Publication
- No. of seasons: 2
- No. of episodes: 20
- Original release: 2017

Related
- Related shows: Tanis, The Black Tapes, Faerie
- Website: www.rabbitspodcast.com

= Rabbits (podcast) =

Fictional pseudo-documentary podcast

Rabbits is a mystery pseudo-documentary podcast. Written and directed by Terry Miles, and published by Pacific Northwest Stories, it is part of their series of podcasts set in the same fictional universe (such as The Black Tapes and Tanis) which, despite being works of fiction, are presented as legitimate true stories both within the podcast and outside of it; the podcast has no credited writers or performers, as the events and characters are framed as real.

The show revolves around a mysterious, dangerous unnamed alternate reality game nicknamed "Rabbits". The first season follows protagonist Carly Parker, who stumbles upon the game while investigating the disappearance of her friend Yumiko. The second season follows a new character, Riley Bennet, who also comes to investigate the game. A main feature of Rabbits is the use of pop culture references, especially to classic video games like Defender and Space Ace.

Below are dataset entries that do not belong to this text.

// SPDX-License-Identifier: Apache-2.0 OR MIT
// Copyright (c) 2025-2026 naskel.com

#![allow(clippy::missing_panics_doc)] // Tests panic on failure
#![allow(clippy::cast_possible_truncation)] // Test data conversions

//! Primitive codec integration tests
//!
//! `Size` widths around the 254/255 boundary and transcoded strings whose
//! encoded length crosses it, driven by seeded random inputs.

use std::sync::Arc;

use slicewire::{FactoryRegistry, InputStream, Latin1Converter, OutputStream};

const SEED: u64 = 0x5EED_CAFE;

#[test]
fn test_size_width_boundary() {
    let registry = FactoryRegistry::new();
    let mut rng = fastrand::Rng::with_seed(SEED);
    let mut sizes = vec![0usize, 1, 253, 254, 255, 256, i32::MAX as usize];
    sizes.extend((0..64).map(|_| rng.usize(200..320)));

    for size in sizes {
        let mut out = OutputStream::new();
        out.write_size(size).expect("write size");
        let bytes = out.into_bytes();
        if size <= 254 {
            assert_eq!(bytes, vec![size as u8]);
        } else {
            assert_eq!(bytes.len(), 5);
            assert_eq!(bytes[0], 255);
            assert_eq!(&bytes[1..], &(size as i32).to_le_bytes());
        }
        let mut input = InputStream::new(bytes, &registry);
        assert_eq!(input.read_size().expect("read size"), size);
    }
}

#[test]
fn test_oversized_size_rejected() {
    let mut out = OutputStream::new();
    assert!(out.write_size(i32::MAX as usize + 1).is_err());
}

#[test]
fn test_strings_straddling_boundary() {
    let registry = FactoryRegistry::new();
    let mut rng = fastrand::Rng::with_seed(SEED);

    for len in 250..260 {
        let text: String = (0..len).map(|_| rng.alphanumeric()).collect();
        let mut out = OutputStream::new();
        out.write_string(&text).expect("write string");
        let bytes = out.into_bytes();
        assert_eq!(bytes.len(), len + if len > 254 { 5 } else { 1 });

        let mut input = InputStream::new(bytes, &registry);
        assert_eq!(input.read_string().expect("read string"), text);
        assert_eq!(input.remaining(), 0);
    }
}

#[test]
fn test_latin1_growth_moves_payload() {
    let registry = FactoryRegistry::new();
    let mut rng = fastrand::Rng::with_seed(SEED);

    // Every high byte doubles in UTF-8, so native lengths near 127 cross 254.
    for len in 120..136 {
        let native: Vec<u8> = (0..len)
            .map(|_| if rng.bool() { rng.u8(0xC0..=0xFF) } else { rng.u8(b'a'..=b'z') })
            .collect();
        let utf8_len = native.iter().map(|&b| if b < 0x80 { 1 } else { 2 }).sum::<usize>();

        let mut out = OutputStream::new().with_string_converter(Arc::new(Latin1Converter));
        out.write_native_string(&native).expect("write native");
        let bytes = out.into_bytes();
        assert_eq!(bytes.len(), utf8_len + if utf8_len > 254 { 5 } else { 1 });

        let mut input =
            InputStream::new(bytes, &registry).with_string_converter(Arc::new(Latin1Converter));
        assert_eq!(input.read_native_string().expect("read native"), native);
    }
}

#[test]
fn test_wide_strings_with_multibyte_units() {
    let registry = FactoryRegistry::new();
    let mut rng = fastrand::Rng::with_seed(SEED);

    for len in [0usize, 1, 84, 85, 127, 128, 300] {
        let units: Vec<u16> = (0..len).map(|_| rng.u16(0x0800..0xD800)).collect();
        let mut out = OutputStream::new();
        out.write_wstring(&units).expect("write wstring");
        let bytes = out.into_bytes();
        let utf8_len = len * 3;
        assert_eq!(bytes.len(), utf8_len + if utf8_len > 254 { 5 } else { 1 });

        let mut input = InputStream::new(bytes, &registry);
        assert_eq!(input.read_wstring().expect("read wstring"), units);
    }
}

#[test]
fn test_scalars_are_little_endian() {
    let mut out = OutputStream::new();
    out.write_bool(true);
    out.write_short(-2);
    out.write_int(0x0102_0304);
    out.write_long(-1);
    out.write_float(1.5);
    out.write_double(-0.25);
    let bytes = out.into_bytes();

    let mut expected = vec![1u8];
    expected.extend_from_slice(&(-2i16).to_le_bytes());
    expected.extend_from_slice(&[4, 3, 2, 1]);
    expected.extend_from_slice(&[0xFF; 8]);
    expected.extend_from_slice(&1.5f32.to_le_bytes());
    expected.extend_from_slice(&(-0.25f64).to_le_bytes());
    assert_eq!(bytes, expected);

    let registry = FactoryRegistry::new();
    let mut input = InputStream::new(bytes, &registry);
    assert!(input.read_bool().expect("bool"));
    assert_eq!(input.read_short().expect("short"), -2);
    assert_eq!(input.read_int().expect("int"), 0x0102_0304);
    assert_eq!(input.read_long().expect("long"), -1);
    assert_eq!(input.read_float().expect("float"), 1.5);
    assert_eq!(input.read_double().expect("double"), -0.25);
    assert!(input.read_byte().is_err());
}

A second season was announced and its funding was attempted on Kickstarter; while it did not reach its goal, the season was still published on Stitcher Premium. A three episode spin-off miniseries, The Path was available on Apple in 2021, while a novel written by Miles and also titled Rabbits, a stand-alone story set in the same universe, was released on June 8, 2021. A sequel, The Quiet Room, was published in October 2023.

== Episodes ==

=== Season 1 ===

| Episode | Title | Release date | Production code |
|---|---|---|---|
| 1 | "Game On" | February 28, 2017 | 101 |
| 2 | "Concernicus Jones" | March 14, 2017 | 102 |
| 3 | "Marigold and Persephone" | March 28, 2017 | 103 |
| 4 | "Doglover in Hell" | April 11, 2017 | 104 |
| 5 | "Priesthood One" | April 25, 2017 | 105 |
| 6 | "Strange Attractors" | May 9, 2017 | 106 |
| 7 | "Arcadia" | May 23, 2017 | 107 |
| 8 | "Elysian Drift" | June 5, 2017 | 108 |
| 9 | "Hazel" | June 20, 2017 | 109 |
| 10 | "The Future We Deserve" | July 4, 2017 | 110 |

=== Season 2 ===
(Available on Stitcher)

| Episode | Title | Release date | Production code |
|---|---|---|---|
| 1 | "The Wrong Song" | July 13, 2021 | 201 |
| 2 | "Play the Game, Find the Game" | July 13, 2021 | 202 |
| 3 | "Path Cards" | July 20, 2021 | 203 |
| 4 | "The Call of the Void" | July 27, 2021 | 204 |
| 5 | "Like Arteries in Search of a Heart" | August 3, 2021 | 205 |
| 6 | "The Pompitous of Love" | August 10, 2021 | 206 |
| 7 | "Lucy and the Cardinal" | August 17, 2021 | 207 |
| 8 | "The Mysterious Traveler" | August 24, 2021 | 208 |
| 9 | "Atom Love Bomb" | August 31, 2021 | 209 |
| 10 | "The Visitor Brings The Game" | September 7, 2021 | 210 |

=== The Path ===
(Available on Apple)

| Episode | Title | Release date |
|---|---|---|
| 1 | "Dear Prudence" | May 25, 2021 |
| 2 | "It's Not Fair" | June 1, 2021 |
| 3 | "Picture in Picture" | June 8, 2021 |

== Reception ==
Time listed Rabbits as one of "The 50 Best Podcasts Right Now," saying it is perfect for "people nostalgic for that moment when we couldn't tell if The Blair Witch Project was real or not." USA Today chose Rabbits as their "Podcast Pick" of the week because part of its fun is that "it feels like it almost could be true." Vox chose Rabbits for a list of "podcasts to get you in the Halloween spirit" because of its "well-acted blend of urban legends, weird fiction, and your average creepypasta." Neil Patrick Harris called Rabbits "addictive."

Wil Williams criticized Rabbits for its writing, acting, and production, along with the other Pacific Northwest Stories podcasts Tanis and The Black Tapes, as well as its pacing and advertising ("How am I, the listener, supposed to feel suspense or concern in an intense plot moment when the host stops her narration to talk about Nature Box?"). Lucia Peters criticized the first episode's writing for relying too heavily on exposition.